Другая сторона светила: Необычная любовь выдающихся людей. Российское созвездие
Шрифт:
Любопытно, что Сергею очень понравился литератор совершенно противоположного склада — поэт Апухтин, циник и критикан, интимный друг Чайковского. В марте 1883 г. Сергей пишет кузену Константину:
«Вообрази себе, что на днях я провел вторично ночь, с кем бы ты думал? С Апухтиным!!! … Его пригласили некоторые наши офицеры к нам в клуб, ну и дружеская беседа длилась далеко за полночь. Признаюсь, я был в восторге от его манеры говорить свои же стихи; он говорит такие прелести и так чудно, что можно было заслушаться; время было проведено крайне симпатично».
Если вспомнить сексуальную ориентацию и беззастенчивость Апухтина, то природа его обаяния для Сергея Александровича становится понятнее.

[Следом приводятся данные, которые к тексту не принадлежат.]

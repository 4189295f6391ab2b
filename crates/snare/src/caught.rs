// Copyright (c) Microsoft Corporation.
// Licensed under the MIT License.

use std::any::Any;
use std::fmt::{Debug, Display, Formatter};
use std::panic::resume_unwind;

/// A failure captured from an unwinding operation.
///
/// `Caught` owns the payload an unwinding operation was aborted with - the value
/// handed to [`panic!`] or [`panic_any`][std::panic::panic_any] - without interpreting
/// it. The payload's runtime type is the failure's classification: typed recovery
/// (see [`Attempt::recover_for`][crate::Attempt::recover_for]) dispatches on it via
/// the queries below.
///
/// # Examples
///
/// ```rust
/// use snare::{Attempt, Caught};
///
/// let attempt = Attempt::run(|| -> u32 { panic!("backing store unreachable") });
///
/// let caught: &Caught = attempt.failure().expect("the operation failed");
/// assert_eq!(caught.message(), Some("backing store unreachable"));
/// assert!(caught.is::<&str>());
/// ```
pub struct Caught {
    payload: Box<dyn Any + Send + 'static>,
}

impl Caught {
    /// Creates a captured failure from an arbitrary payload value.
    ///
    /// This is the explicit entry point for code that wants to fabricate a failure
    /// without unwinding, such as lifting an `Err` out of a [`Result`] or rejecting
    /// a value from a filter.
    ///
    /// # Examples
    ///
    /// ```rust
    /// use snare::{Attempt, Caught};
    ///
    /// #[derive(Debug, PartialEq)]
    /// struct Missing(&'static str);
    ///
    /// let attempt: Attempt<u32> = Attempt::Failure(Caught::new(Missing("user_id")));
    /// let caught = attempt.failure().expect("constructed as a failure");
    /// assert_eq!(caught.downcast_ref(), Some(&Missing("user_id")));
    /// ```
    pub fn new(payload: impl Any + Send) -> Self {
        Self {
            payload: Box::new(payload),
        }
    }

    /// Wraps a payload as produced by `catch_unwind`, without re-boxing it.
    pub(crate) fn from_unwind(payload: Box<dyn Any + Send>) -> Self {
        Self { payload }
    }

    /// Returns `true` if the payload is a value of type `E`.
    #[must_use]
    pub fn is<E: Any>(&self) -> bool {
        self.payload.is::<E>()
    }

    /// Returns a reference to the payload if it is a value of type `E`.
    #[must_use]
    pub fn downcast_ref<E: Any>(&self) -> Option<&E> {
        self.payload.downcast_ref::<E>()
    }

    /// Consumes the failure and extracts the payload if it is a value of type `E`.
    ///
    /// # Errors
    ///
    /// Returns the failure unchanged when the payload is not an `E`, so it remains
    /// available for a later recovery stage.
    ///
    /// # Examples
    ///
    /// ```rust
    /// use snare::Caught;
    ///
    /// let caught = Caught::new(42_u32);
    /// let caught = caught.downcast::<String>().expect_err("payload is a u32");
    /// assert_eq!(caught.downcast::<u32>().ok(), Some(42));
    /// ```
    pub fn downcast<E: Any>(self) -> Result<E, Self> {
        match self.payload.downcast::<E>() {
            Ok(payload) => Ok(*payload),
            Err(payload) => Err(Self { payload }),
        }
    }

    /// Returns the panic message when the payload carries one.
    ///
    /// The [`panic!`] macro produces `&'static str` payloads for literal messages and
    /// `String` payloads for formatted ones; both are recognized here. Payloads of any
    /// other type yield `None`.
    #[must_use]
    pub fn message(&self) -> Option<&str> {
        if let Some(message) = self.payload.downcast_ref::<&'static str>() {
            Some(message)
        } else {
            self.payload.downcast_ref::<String>().map(String::as_str)
        }
    }

    /// Consumes the failure and returns the raw boxed payload.
    #[must_use]
    pub fn into_payload(self) -> Box<dyn Any + Send> {
        self.payload
    }

    /// Resumes unwinding with the original payload.
    ///
    /// The unwind continues exactly as if it had never been captured. Unlike a fresh
    /// [`panic!`], this does not run the panic hook again, so the failure is not
    /// reported twice.
    pub fn rethrow(self) -> ! {
        resume_unwind(self.payload)
    }
}

impl Display for Caught {
    fn fmt(&self, f: &mut Formatter<'_>) -> std::fmt::Result {
        match self.message() {
            Some(message) => f.write_str(message),
            None => f.write_str("captured failure with a non-string payload"),
        }
    }
}

impl Debug for Caught {
    fn fmt(&self, f: &mut Formatter<'_>) -> std::fmt::Result {
        f.debug_struct("Caught").field("message", &self.message()).finish_non_exhaustive()
    }
}

impl std::error::Error for Caught {}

6. Застенчивый преображенец
Сергей
Близость великого князя Сергея с подчиненными офицерами и солдатами начинала уже тогда вызывать подозрения у окружающих. К. Р. пишет Сергею:
«Твой образ жизни находит себе много порицателей, и я, конечно, получаю письменные жалобы и вздыхания о твоей погибели… Нам теперь стоит позавтракать у Донона, выпить бутылку шампанского, чтобы свет оплакал навек нашу нравственность. Это очень смешно и нечего обращать внимание на толки и пересуды. Брань на вороту не виснет» (цит. по: Боханов 1997: 339).

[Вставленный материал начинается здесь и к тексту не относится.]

// Copyright (c) Microsoft Corporation.
// Licensed under the MIT License.

//! Example demonstrating typed recovery as a dispatch-by-failure-type cascade.
//!
//! This example raises failures of different types with `panic_any` and shows
//! how chained `recover_for` stages intercept each type selectively, in
//! declaration order, while unmatched failures pass through to the untyped
//! fallback.

use std::fmt::Display;
use std::panic::panic_any;

use snare::Attempt;

fn main() {
    // The unwinds below are expected; keep the default hook from reporting them.
    std::panic::set_hook(Box::new(|_| {}));

    lookup("alpha");
    lookup("beta");
    lookup("gamma");
}

/// A lookup failure that a fresh read can fix.
#[derive(Debug)]
struct StaleEntry {
    key: &'static str,
}

/// A lookup failure that no retry will fix.
#[derive(Debug)]
struct Corrupted {
    key: &'static str,
}

impl Display for Corrupted {
    fn fmt(&self, f: &mut std::fmt::Formatter<'_>) -> std::fmt::Result {
        write!(f, "entry for {:?} is corrupted", self.key)
    }
}

impl std::error::Error for Corrupted {}

/// Resolves a key, repairing stale entries and reporting everything else.
fn lookup(key: &'static str) {
    let value = Attempt::run(move || read_cache(key))
        .recover_for::<StaleEntry, _>(|stale| {
            println!("  (re-reading {:?} after stale hit)", stale.key);
            format!("fresh value for {}", stale.key)
        })
        .recover_for::<Corrupted, _>(|corrupted| format!("placeholder ({corrupted})"))
        .get();

    println!("{key} -> {value}");
}

/// A cache read that fails differently depending on the key.
fn read_cache(key: &'static str) -> String {
    match key {
        "alpha" => format!("cached value for {key}"),
        "beta" => panic_any(StaleEntry { key }),
        _ => panic_any(Corrupted { key }),
    }
}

Кузен Константин был его лучшим другом. Но таким обаянием, как Константин, Сергей Александрович не обладал.
Начальник канцелярии министра двора генерал А. А. Мосолов описывает его так: «Очень высокого роста, весьма породистой красоты и чрезвычайно элегантный, он производил впечатление исключительно холодного человека». Французский посол в России Морис-Жорж Палеолог добавлял: «Сергей Александрович был физически человек высокого роста, со стройным станом, но лицо его было бездушно и глаза, под белесыми бровями, смотрели жестоко» (обе цит. по: Волгин 1998: 246–247). По воспоминанию другого великого князя, Александра Михайловича, это был человек «упрямый, дерзкий, неприятный… бравирующий своими недостатками, точно бросая в лицо всем вызов и давая таким образом врагам богатую пищу для клеветы и злословия» (Александр 1991: 116). Волгин (1998: 284), упирая на слова «клевета и злословие» и не замечая «бравирования своими недостатками», делает наивную для современного историка подпись к фотопортрету великого князя: «В этом холодном непроницаемом… лице… нельзя обнаружить следов приписываемых ему низких страстей». А какие следы он ожидал бы видеть?

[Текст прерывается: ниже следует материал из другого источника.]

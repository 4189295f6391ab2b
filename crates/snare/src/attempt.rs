// Copyright (c) Microsoft Corporation.
// Licensed under the MIT License.

use std::any::Any;
use std::panic::{AssertUnwindSafe, catch_unwind};

use crate::{Caught, Unsatisfied};

/// The outcome of a synchronous operation: a value, or a captured failure.
///
/// `Attempt` is a closed two-variant sum type. Exactly one variant is inhabited,
/// nothing mutates in place, and every chaining operation consumes its input and
/// produces a fresh `Attempt`. A failure entering a chain skips every transform
/// downstream of it; only recovery operations and terminal extraction touch it.
///
/// Operations are supplied as plain closures. A closure that unwinds never
/// unwinds past the chaining call: the payload is captured at that exact
/// boundary and carried forward as a [`Caught`] value. The one place a captured
/// failure is converted back into an unwind is terminal extraction
/// ([`get`][Self::get] and [`value`][Self::value]).
///
/// # Examples
///
/// ```rust
/// use snare::Attempt;
///
/// let value = Attempt::run(|| "21".parse::<i32>().expect("literal is numeric"))
///     .map(|n| n * 2)
///     .filter(|n| *n > 0)
///     .get();
///
/// assert_eq!(value, 42);
/// ```
#[must_use = "an `Attempt` carries failure as a value; dropping it discards the outcome"]
#[derive(Debug)]
pub enum Attempt<T> {
    /// The operation produced a value.
    Success(T),
    /// The operation failed; the payload it unwound with was captured.
    Failure(Caught),
}

impl<T> Attempt<T> {
    /// Runs an operation and captures its outcome.
    ///
    /// Executes `op` synchronously. A normal return becomes [`Attempt::Success`];
    /// an unwind is caught at this boundary and becomes [`Attempt::Failure`].
    /// This function itself never panics.
    ///
    /// # Examples
    ///
    /// ```rust
    /// use snare::Attempt;
    ///
    /// let ok = Attempt::run(|| 42);
    /// assert_eq!(ok.get(), 42);
    ///
    /// let failed = Attempt::run(|| -> u32 { panic!("boom") });
    /// assert!(failed.is_failure());
    /// ```
    pub fn run<F>(op: F) -> Self
    where
        F: FnOnce() -> T,
    {
        // The closure is consumed by this call, so state it may have left
        // half-updated when the unwind started can never be observed again.
        match catch_unwind(AssertUnwindSafe(op)) {
            Ok(value) => Self::Success(value),
            Err(payload) => Self::Failure(Caught::from_unwind(payload)),
        }
    }

    /// Runs a fallible operation, capturing both `Err` returns and unwinds.
    ///
    /// The `Err` value becomes the failure's payload, classified by its own type
    /// exactly as an unwind payload would be, so
    /// [`recover_for`][Self::recover_for] dispatches on it the same way.
    ///
    /// # Examples
    ///
    /// ```rust
    /// use std::num::ParseIntError;
    ///
    /// use snare::Attempt;
    ///
    /// let attempt = Attempt::run_fallible(|| "not a number".parse::<i32>());
    /// let recovered = attempt.recover_for::<ParseIntError, _>(|_| -1);
    /// assert_eq!(recovered.get(), -1);
    /// ```
    pub fn run_fallible<F, E>(op: F) -> Self
    where
        F: FnOnce() -> Result<T, E>,
        E: Any + Send,
    {
        match Attempt::run(op) {
            Attempt::Success(Ok(value)) => Self::Success(value),
            Attempt::Success(Err(error)) => Self::Failure(Caught::new(error)),
            Attempt::Failure(caught) => Self::Failure(caught),
        }
    }

    /// Lifts an already-computed [`Result`] into an `Attempt`.
    pub fn from_result<E>(result: Result<T, E>) -> Self
    where
        E: Any + Send,
    {
        match result {
            Ok(value) => Self::Success(value),
            Err(error) => Self::Failure(Caught::new(error)),
        }
    }

    /// Transforms the success value, capturing any unwind from the transform.
    ///
    /// On success, invokes `f` under the same capture discipline as
    /// [`run`][Self::run]. On failure, `f` is not invoked and the failure is
    /// carried through unchanged.
    ///
    /// # Examples
    ///
    /// ```rust
    /// use snare::Attempt;
    ///
    /// let attempt = Attempt::run(|| 42).map(|n| n + 1);
    /// assert_eq!(attempt.get(), 43);
    /// ```
    pub fn map<U, F>(self, f: F) -> Attempt<U>
    where
        F: FnOnce(T) -> U,
    {
        match self {
            Self::Success(value) => Attempt::run(move || f(value)),
            Self::Failure(caught) => Attempt::Failure(caught),
        }
    }

    /// Transforms the success value with an operation that itself produces an
    /// `Attempt`, without nesting.
    ///
    /// This is the monadic bind: where [`map`][Self::map] would produce
    /// `Attempt<Attempt<U>>` for an `Attempt`-returning closure, `and_then`
    /// flattens the result. A `Failure` *returned* by `f` and an unwind *raised*
    /// by `f` both surface as the resulting failure. On failure, `f` is not
    /// invoked.
    ///
    /// # Examples
    ///
    /// ```rust
    /// use snare::Attempt;
    ///
    /// fn half(n: i32) -> snare::Attempt<i32> {
    ///     Attempt::run(move || {
    ///         assert!(n % 2 == 0, "odd value");
    ///         n / 2
    ///     })
    /// }
    ///
    /// assert_eq!(Attempt::run(|| 42).and_then(half).get(), 21);
    /// assert!(Attempt::run(|| 43).and_then(half).is_failure());
    /// ```
    pub fn and_then<U, F>(self, f: F) -> Attempt<U>
    where
        F: FnOnce(T) -> Attempt<U>,
    {
        match self {
            Self::Success(value) => match Attempt::run(move || f(value)) {
                Attempt::Success(next) => next,
                Attempt::Failure(caught) => Attempt::Failure(caught),
            },
            Self::Failure(caught) => Attempt::Failure(caught),
        }
    }

    /// Keeps the success value only if it satisfies the predicate.
    ///
    /// A rejected value becomes a failure carrying [`Unsatisfied`], a dedicated
    /// type so that filter rejections remain distinguishable from genuinely
    /// unwinding operations (`recover_for::<Unsatisfied, _>` intercepts exactly
    /// the former). A predicate that unwinds is captured like any other
    /// operation. On failure, the predicate is not invoked.
    ///
    /// # Examples
    ///
    /// ```rust
    /// use snare::{Attempt, Unsatisfied};
    ///
    /// let rejected = Attempt::run(|| 43).filter(|n| n % 2 == 0);
    /// assert!(rejected.failure().is_some_and(|caught| caught.is::<Unsatisfied>()));
    /// ```
    pub fn filter<P>(self, predicate: P) -> Self
    where
        P: FnOnce(&T) -> bool,
    {
        match self {
            Self::Success(value) => {
                let verdict = catch_unwind(AssertUnwindSafe(|| predicate(&value)));
                match verdict {
                    Ok(true) => Self::Success(value),
                    Ok(false) => Self::Failure(Caught::new(Unsatisfied)),
                    Err(payload) => Self::Failure(Caught::from_unwind(payload)),
                }
            }
            failure @ Self::Failure(_) => failure,
        }
    }

    /// Converts any failure back into a success value.
    ///
    /// On failure, `f` receives the captured failure and its return value becomes
    /// the new success. An unwind inside `f` is captured as a fresh failure. On
    /// success, `f` is not invoked.
    ///
    /// # Examples
    ///
    /// ```rust
    /// use snare::Attempt;
    ///
    /// let value = Attempt::run(|| -> u32 { panic!("boom") })
    ///     .recover(|_| 0)
    ///     .get();
    /// assert_eq!(value, 0);
    /// ```
    pub fn recover<F>(self, f: F) -> Self
    where
        F: FnOnce(Caught) -> T,
    {
        match self {
            success @ Self::Success(_) => success,
            Self::Failure(caught) => Attempt::run(move || f(caught)),
        }
    }

    /// Converts a failure back into a success value, but only when the payload is
    /// a value of type `E`.
    ///
    /// A non-matching failure passes through untouched, still available to a
    /// later `recover_for` with a different type or to an untyped
    /// [`recover`][Self::recover]. Chained calls therefore form a
    /// dispatch-by-type cascade in declaration order: the first matching stage
    /// consumes the failure.
    ///
    /// # Examples
    ///
    /// ```rust
    /// use std::panic::panic_any;
    ///
    /// use snare::Attempt;
    ///
    /// #[derive(Debug)]
    /// struct Stale;
    /// #[derive(Debug)]
    /// struct Gone;
    ///
    /// let value = Attempt::run(|| -> u32 { panic_any(Gone) })
    ///     .recover_for::<Stale, _>(|_| 1)
    ///     .recover_for::<Gone, _>(|_| 2)
    ///     .get();
    /// assert_eq!(value, 2);
    /// ```
    pub fn recover_for<E, F>(self, f: F) -> Self
    where
        E: Any,
        F: FnOnce(E) -> T,
    {
        match self {
            success @ Self::Success(_) => success,
            Self::Failure(caught) => match caught.downcast::<E>() {
                Ok(error) => Attempt::run(move || f(error)),
                Err(caught) => Self::Failure(caught),
            },
        }
    }

    /// Extracts the success value, resuming the captured unwind on failure.
    ///
    /// This is the deliberate boundary where captured failure is converted back
    /// into unwinding, so callers who opt out of handling `Attempt` explicitly
    /// still observe the original failure.
    ///
    /// # Panics
    ///
    /// On [`Attempt::Failure`], resumes unwinding with the original payload.
    #[must_use]
    pub fn get(self) -> T {
        match self {
            Self::Success(value) => value,
            Self::Failure(caught) => caught.rethrow(),
        }
    }

    /// Borrows the success value, panicking on failure.
    ///
    /// The read-only counterpart of [`get`][Self::get] for callers who need the
    /// value without consuming the attempt.
    ///
    /// # Panics
    ///
    /// On [`Attempt::Failure`], panics with the failure's description.
    #[must_use]
    #[expect(clippy::panic, reason = "surfacing the captured failure is this accessor's contract")]
    pub fn value(&self) -> &T {
        match self {
            Self::Success(value) => value,
            Self::Failure(caught) => panic!("value() called on a failed attempt: {caught}"),
        }
    }

    /// Returns `true` if the attempt holds a value.
    #[must_use]
    pub fn is_success(&self) -> bool {
        matches!(self, Self::Success(_))
    }

    /// Returns `true` if the attempt holds a captured failure.
    #[must_use]
    pub fn is_failure(&self) -> bool {
        matches!(self, Self::Failure(_))
    }

    /// Returns the success value, if any. Never panics.
    #[must_use]
    pub fn success(&self) -> Option<&T> {
        match self {
            Self::Success(value) => Some(value),
            Self::Failure(_) => None,
        }
    }

    /// Returns the captured failure, if any. Never panics.
    #[must_use]
    pub fn failure(&self) -> Option<&Caught> {
        match self {
            Self::Success(_) => None,
            Self::Failure(caught) => Some(caught),
        }
    }

    /// Extracts the success value or computes one from the failure.
    ///
    /// Unlike [`recover`][Self::recover], this is terminal: `fallback` runs
    /// outside the capture discipline, so an unwind inside it propagates to the
    /// caller.
    pub fn get_or_else<F>(self, fallback: F) -> T
    where
        F: FnOnce(Caught) -> T,
    {
        match self {
            Self::Success(value) => value,
            Self::Failure(caught) => fallback(caught),
        }
    }

    /// Converts into a standard [`Result`], for `?`-based callers.
    ///
    /// # Errors
    ///
    /// Returns the captured failure as the `Err` variant.
    pub fn into_result(self) -> Result<T, Caught> {
        match self {
            Self::Success(value) => Ok(value),
            Self::Failure(caught) => Err(caught),
        }
    }
}

impl<T> From<Attempt<T>> for Result<T, Caught> {
    fn from(attempt: Attempt<T>) -> Self {
        attempt.into_result()
    }
}

impl<T, E> From<Result<T, E>> for Attempt<T>
where
    E: Any + Send,
{
    fn from(result: Result<T, E>) -> Self {
        Self::from_result(result)
    }
}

Великий князь Сергей Александрович
Фото К. Бергамаско. СПб, 1880-е гг.
Французский посол Палеолог отмечает, что великий князь был «очень застенчив». И кузен Константин отмечает в нем обыкновение конфузиться. Возможно, его внешняя неприступность была оборотной стороной застенчивости, так сказать, защитным рефлексом. Но чего же он мог конфузиться? С кем и как он отходил от своего смущения?
Длинный, подобно многим Рома новым, сухопарый, ладно скроенный, великий князь был всегда окружен красавцами-адъютантами. Бывший председатель кабинета министров граф С. Ю. Витте писал о его привычках деликатно и осторожно:
«… его постоянно окружали несколько сравнительно молодых людей, которые с ним были особенно нежно дружны. Я не хочу этим сказать, что у него были какие-нибудь дурные инстинкты, но некоторая психологическая анормальность, которая выражается часто в особого рода влюбленном отношении к молодым людям, у него несомненно была» (Витте 1994, 1: 202).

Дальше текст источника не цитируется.